De Caro le reprocha sus veleidades nocturnas, sus hábitos de playboy, sus arrebatos de gigoló que postergan la dedicación a la música para la que está singularmente dotado. Cobián lo escucha pero sigue por su camino. La vida le sonríe, los amigos lo respetan y las mujeres lo aman. En Buenos Aires actúa de marzo a noviembre en los cabarets frecuentados por la gran burguesía porteña y extranjera. A partir de noviembre deja Buenos Aires y se instala en Mar del Plata. Allí su sexteto se luce en el Ocean Club y en los salones del Bristol. Infatigable hombre de la noche, jamás nadie lo verá caminar por las playas o tomar sol. La música y las mujeres le alcanzan para ser feliz y disfrutar de la vida.

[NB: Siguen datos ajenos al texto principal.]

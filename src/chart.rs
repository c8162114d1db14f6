//! Chart renderer seam and declarative style configuration
//!
//! Rendering is delegated to an external collaborator behind the
//! `ChartRenderer` trait. This module owns what the widget hands to it: the
//! temperature-to-colour threshold table, the option block, and the slot
//! that guarantees a previous chart instance is released before the next
//! one attaches to the same surface.

use serde::{Deserialize, Serialize};
use serde_json::{Value, json};

use crate::models::ChartSeries;

/// Declarative style for the temperature line chart.
///
/// The colour thresholds apply per-point and per-segment: at or below
/// `cool_max` the cool colour is used, at or above `hot_min` the hot
/// colour, otherwise the neutral one.
#[derive(Debug, Clone, Serialize, Deserialize)]
pub struct ChartStyle {
    /// Values at or below this are drawn in the cool colour
    pub cool_max: f64,
    /// Values at or above this are drawn in the hot colour
    pub hot_min: f64,
    pub cool_color: String,
    pub hot_color: String,
    pub neutral_color: String,
    /// Fill colour of the data points
    pub point_fill: String,
    pub point_radius: u32,
    pub point_border_width: u32,
    pub line_width: u32,
    /// Curve tension of the line between points
    pub tension: f64,
    /// Upper bound on x-axis ticks; the full 7x24 series is handed over
    /// untouched and thinned here, not in the transformer
    pub max_ticks: u32,
}

impl Default for ChartStyle {
    fn default() -> Self {
        Self {
            cool_max: 10.0,
            hot_min: 30.0,
            cool_color: "#2e86de".to_string(),
            hot_color: "#ff4d4d".to_string(),
            neutral_color: "#4b5563".to_string(),
            point_fill: "#ffffff".to_string(),
            point_radius: 4,
            point_border_width: 2,
            line_width: 2,
            tension: 0.4,
            max_ticks: 10,
        }
    }
}

impl ChartStyle {
    /// Colour for a single point, or for the segment starting at it
    #[must_use]
    pub fn color_for(&self, value: f64) -> &str {
        if value >= self.hot_min {
            &self.hot_color
        } else if value <= self.cool_max {
            &self.cool_color
        } else {
            &self.neutral_color
        }
    }

    /// Dataset label shown in the chart legend
    #[must_use]
    pub fn dataset_label(&self, title: &str) -> String {
        format!("Temperatura en {title} (°C)")
    }

    /// Option block in the shape the charting collaborator consumes
    #[must_use]
    pub fn to_options(&self) -> Value {
        json!({
            "responsive": true,
            "maintainAspectRatio": false,
            "interaction": {
                "intersect": false,
                "mode": "index"
            },
            "plugins": {
                "legend": { "display": true, "position": "top" },
                "tooltip": { "enabled": true }
            },
            "scales": {
                "y": {
                    "beginAtZero": false,
                    "title": { "display": true, "text": "Temperatura (°C)" }
                },
                "x": {
                    "title": { "display": true, "text": "Línea de Tiempo (Días / Horas)" },
                    "ticks": { "maxTicksLimit": self.max_ticks }
                }
            }
        })
    }
}

/// A rendered chart instance attached to the surface.
///
/// Exactly one instance may be attached at a time; `destroy` releases it
/// and must run before a replacement attaches.
pub trait ChartHandle: Send {
    fn destroy(&mut self);
}

/// External rendering collaborator
pub trait ChartRenderer: Send + Sync {
    /// Attach a new chart for `series` to the surface
    fn render(&self, series: &ChartSeries, style: &ChartStyle) -> crate::Result<Box<dyn ChartHandle>>;
}

/// Owned slot for the current chart instance.
///
/// Replaces the widget's bare global handle: storing a new instance
/// destroys the held one first, and dropping the slot destroys whatever
/// is still attached. This holds across rapid repeated searches.
#[derive(Default)]
pub struct ChartSlot {
    current: Option<Box<dyn ChartHandle>>,
}

impl ChartSlot {
    /// Destroy any held instance, then store the new one
    pub fn replace(&mut self, handle: Box<dyn ChartHandle>) {
        self.release();
        self.current = Some(handle);
    }

    /// Destroy and drop the held instance, if any
    pub fn release(&mut self) {
        if let Some(mut handle) = self.current.take() {
            handle.destroy();
        }
    }

    #[must_use]
    pub fn is_attached(&self) -> bool {
        self.current.is_some()
    }
}

impl Drop for ChartSlot {
    fn drop(&mut self) {
        self.release();
    }
}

En febrero está otra vez en Buenos Aires actuando en los bailes de carnaval del Club Atlético San Isidro y el Tigre Club. Los salones de las familias de Barrio Norte le abren sus puertas y las mujeres le entregan su corazón y su cuerpo. Pero en 1923, un amor esquivo lo obliga a dejar todo y viajar a Nueva York. En menos de una semana vende ropas, cuadros, incluso el piano, abandona el sexteto y compra un pasaje para la ciudad de los rascacielos.
Al llegar a Nueva York descubre que el amor de su vida no lo está esperando y durante unos meses retorna a los tiempos de las pensiones baratas y los clubes nocturnos frecuentados por gente de avería. Sin embargo, a su talento, su pinta y su labia no le van a faltar oportunidades para lucirse, tampoco mujeres decididas a prestarle plata y presentarle relaciones influyentes. Al poco tiempo de estar en Estados Unidos organiza “Argentine Band” y es el primer músico argentino que empieza a alternar el tango con el jazz acompañado de Rudy Valleé.
Casi cinco años va a estar Cobián en Estados Unidos. Allí se dará el lujo de actuar en los salones del Waldorf Astoria y le pondrá música a los cortes improvisados de Rodolfo Valentino. A su estadía en Nueva York pertenecen las composiciones a los poemas de Cadícamo: “Nostalgias”, “Los mareados”; “Nieblas del Riachuelo”; “Rubí” ; “Susheta”; “La casita de mis viejos”; “Biscuit”; “¿Me querés?” y “Es preciso que te vayas”, este último de Celedonio Flores.
En 1928 está de vuelta en Buenos Aires. Cuando le preguntan por qué regresó contesta sin inmutarse: “Porque estaba harto del whisky falsificado de los gángsters”. Diez años estará Cobián en la Argentina. En ese tiempo formará una orquesta que tendrá como vocalista exclusivo a Francisco Fiorentino; un trío con Ciriaco Ortiz y el violinista Cayetano Puglisi. Músicos como Elvino Vardaro, Rodolfo Biagi, René Cóspito, Luis Petrucelli y Manuel Francia lo considerarán su maestro, un elogio que no lo inmuta porque su mayor preocupación siguen siendo las mujeres y los escándalos que protagoniza con sus amantes.
En 1937 se va de la Argentina. Seis años vivirá en el extranjero recorriendo locales nocturnos, salones de hoteles cinco estrellas y alcobas de mujeres casadas y solteras. En 1938 se casará con la norteamericana Kay O’Neill, un matrimonio que durará poco pero será rico en escándalos y escenas.
En 1943 regresa a Buenos Aires y, como dirá un amigo íntimo, se retira a cuarteles de invierno. Muere en diciembre de 1951, con 55 años de edad. Cadícamo insistirá en que murió joven cronológicamente, pero no en términos de existencia. “Comparado con el hombre común, vivió doscientos años y tal vez me quede corto”.